Taux d'endettement 2026 : la règle HCSF et la capacité d'emprunt
Depuis 2022, le Haut Conseil de Stabilité Financière (HCSF) impose aux banques deux règles cumulatives pour les nouveaux crédits immobiliers : un taux d'endettement maximal de 35 % (assurance incluse) et une durée maximale de 25 ans (27 ans avec différé pour le neuf ou l'ancien rénové).
Le calcul est : (Total mensualités crédits + assurance) ÷ Revenus nets stables × 100. Les revenus retenus : salaires nets imposables, pensions de retraite, BIC/BNC (moyenne 3 ans pour les indépendants), revenus fonciers à 70 % (pour anticiper vacance et travaux). Les revenus variables (primes, heures sup, dividendes) sont généralement retenus à 50-70 %. Toutes les charges de crédit sont intégrées : immobilier, auto, conso, renouvelable, leasing professionnel personnel.
Exemple chiffré : couple avec 5 000 € de revenus
Couple avec 5 000 € de revenus nets mensuels combinés et 300 € de mensualités auto en cours. Plafond HCSF = 5 000 × 35 % = 1 750 €. Marge restante après crédit auto = 1 450 €/mois. Au taux moyen 2026 de 3,35 % sur 25 ans, cela correspond à une capacité d'emprunt de ≈ 295 000 € hors apport. Avec une assurance à 0,30 %, retrancher environ 70 € → capacité réelle ≈ 281 000 €.
Comparatif des règles bancaires en pratique
Au-delà du taux d'endettement, les banques analysent : le reste à vivre (montant disponible après crédits — seuil typique 800 € seul, 1 500 € couple, +400 €/enfant), la stabilité professionnelle (CDI confirmé, ancienneté), l'épargne résiduelle après apport, et la cohérence du projet (résidence principale vs investissement locatif). Un dossier avec 32 % d'endettement et 500 € de reste à vivre sera refusé, alors qu'un dossier à 36 % avec 4 000 € de reste à vivre peut passer en dérogation HCSF.
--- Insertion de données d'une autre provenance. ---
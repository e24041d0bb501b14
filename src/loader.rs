//! Deck file loading.
//!
//! Decks are authored as TOML, YAML or JSON; the format is picked from the
//! file extension. All three share one schema:
//!
//! ```toml
//! title = "Testing the front-end"
//! transition = ["zoom", "slide"]
//! progress = "bar"
//!
//! [[slides]]
//! background = "primary"
//! content = [{ kind = "heading", text = "Why test?" }]
//! reveal = [{ kind = "text", text = "When doing refactoring" }]
//! ```

use std::path::{Path, PathBuf};

use serde::{Deserialize, Deserializer};

use crate::core::deck::{Deck, DeckMeta, Fragment, ProgressStyle, Slide};
use crate::error::{DeckError, Result};

/// Supported deck file formats.
#[derive(Debug, Clone, Copy, PartialEq, Eq)]
pub enum DeckFormat {
    Toml,
    Yaml,
    Json,
}

impl DeckFormat {
    /// Detect the format from a file extension.
    pub fn from_path(path: &Path) -> Result<Self> {
        let ext = path
            .extension()
            .and_then(|ext| ext.to_str())
            .map(str::to_ascii_lowercase)
            .unwrap_or_default();
        match ext.as_str() {
            "toml" => Ok(Self::Toml),
            "yaml" | "yml" => Ok(Self::Yaml),
            "json" => Ok(Self::Json),
            _ => Err(DeckError::UnsupportedFormat(format!(
                "{} (expected .toml, .yaml, .yml or .json)",
                path.display()
            ))),
        }
    }

    #[must_use]
    pub const fn name(&self) -> &'static str {
        match self {
            Self::Toml => "toml",
            Self::Yaml => "yaml",
            Self::Json => "json",
        }
    }
}

#[derive(Debug, Deserialize)]
#[serde(deny_unknown_fields)]
struct DeckFile {
    title: Option<String>,
    #[serde(default, deserialize_with = "string_or_list")]
    transition: Vec<String>,
    transition_duration_ms: Option<u64>,
    progress: Option<ProgressStyle>,
    #[serde(default)]
    slides: Vec<SlideFile>,
}

#[derive(Debug, Deserialize)]
#[serde(deny_unknown_fields)]
struct SlideFile {
    #[serde(default)]
    content: Vec<Fragment>,
    #[serde(default)]
    reveal: Vec<Fragment>,
    #[serde(default, deserialize_with = "string_or_list")]
    transition: Vec<String>,
    background: Option<String>,
}

/// Accepts `transition = "slide"` as well as `transition = ["zoom", "slide"]`.
fn string_or_list<'de, D>(deserializer: D) -> std::result::Result<Vec<String>, D::Error>
where
    D: Deserializer<'de>,
{
    #[derive(Deserialize)]
    #[serde(untagged)]
    enum OneOrMany {
        One(String),
        Many(Vec<String>),
    }

    Ok(match OneOrMany::deserialize(deserializer)? {
        OneOrMany::One(value) => vec![value],
        OneOrMany::Many(values) => values,
    })
}

impl DeckFile {
    fn into_deck(self) -> Result<Deck> {
        let defaults = DeckMeta::default();
        let meta = DeckMeta {
            title: self.title,
            transition: self.transition,
            transition_duration_ms: self
                .transition_duration_ms
                .unwrap_or(defaults.transition_duration_ms),
            progress: self.progress.unwrap_or(defaults.progress),
        };
        let slides = self
            .slides
            .into_iter()
            .map(|raw| {
                let mut slide = Slide::new(raw.content, raw.reveal);
                if !raw.transition.is_empty() {
                    slide = slide.with_transition(raw.transition);
                }
                if let Some(background) = raw.background {
                    slide = slide.with_background(background);
                }
                slide
            })
            .collect();
        Deck::with_meta(meta, slides)
    }
}

/// Parse deck source text in the given format.
pub fn parse_deck(raw: &str, format: DeckFormat) -> Result<Deck> {
    let file: DeckFile = match format {
        DeckFormat::Toml => toml::from_str(raw).map_err(|err| DeckError::Parse(err.to_string()))?,
        DeckFormat::Yaml => {
            serde_yaml::from_str(raw).map_err(|err| DeckError::Parse(err.to_string()))?
        }
        DeckFormat::Json => {
            serde_json::from_str(raw).map_err(|err| DeckError::Parse(err.to_string()))?
        }
    };
    file.into_deck()
}

/// Read and parse a deck file.
pub fn load_deck(path: &Path) -> Result<Deck> {
    let format = DeckFormat::from_path(path)?;
    let raw = std::fs::read_to_string(path)?;
    let deck = parse_deck(&raw, format).map_err(|err| match err {
        DeckError::Parse(message) => DeckError::Parse(format!("{}: {message}", path.display())),
        other => other,
    })?;
    tracing::debug!(
        path = %path.display(),
        format = format.name(),
        slides = deck.len(),
        reveal_units = deck.total_reveal_units(),
        "loaded deck"
    );
    Ok(deck)
}

/// Locate a deck from a CLI argument.
///
/// An existing path wins; otherwise each search path is tried with the
/// name as given and with `default_extension` appended. Relative paths are
/// taken from `base`.
pub fn resolve_deck_path(
    input: &str,
    base: &Path,
    search_paths: &[String],
    default_extension: &str,
) -> Result<PathBuf> {
    let direct = base.join(expand_path(input));
    if direct.is_file() {
        return Ok(direct);
    }

    let with_ext = format!("{input}.{}", default_extension.trim_start_matches('.'));
    for root in search_paths.iter().map(|p| base.join(expand_path(p))) {
        for candidate in [root.join(input), root.join(&with_ext)] {
            if candidate.is_file() {
                tracing::debug!(path = %candidate.display(), "resolved deck");
                return Ok(candidate);
            }
        }
    }

    Err(DeckError::DeckNotFound(input.to_string()))
}

fn expand_path(input: &str) -> PathBuf {
    if let Some(stripped) = input.strip_prefix("~/") {
        if let Some(home) = dirs::home_dir() {
            return home.join(stripped);
        }
    }
    if input == "~" {
        if let Some(home) = dirs::home_dir() {
            return home;
        }
    }
    PathBuf::from(input)
}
Cinq leviers efficaces : (1) augmenter votre apport pour réduire le capital emprunté ; (2) allonger la durée jusqu'à 25 ans (avec surcoût en intérêts) ; (3) racheter et regrouper vos crédits conso en un seul prêt à durée plus longue ; (4) solder un crédit auto ou conso avant de demander le prêt immobilier ; (5) déléguer l'assurance emprunteur à un assureur externe, ce qui peut diviser par 2 ou 3 son coût et libérer 30-50 € de marge mensuelle.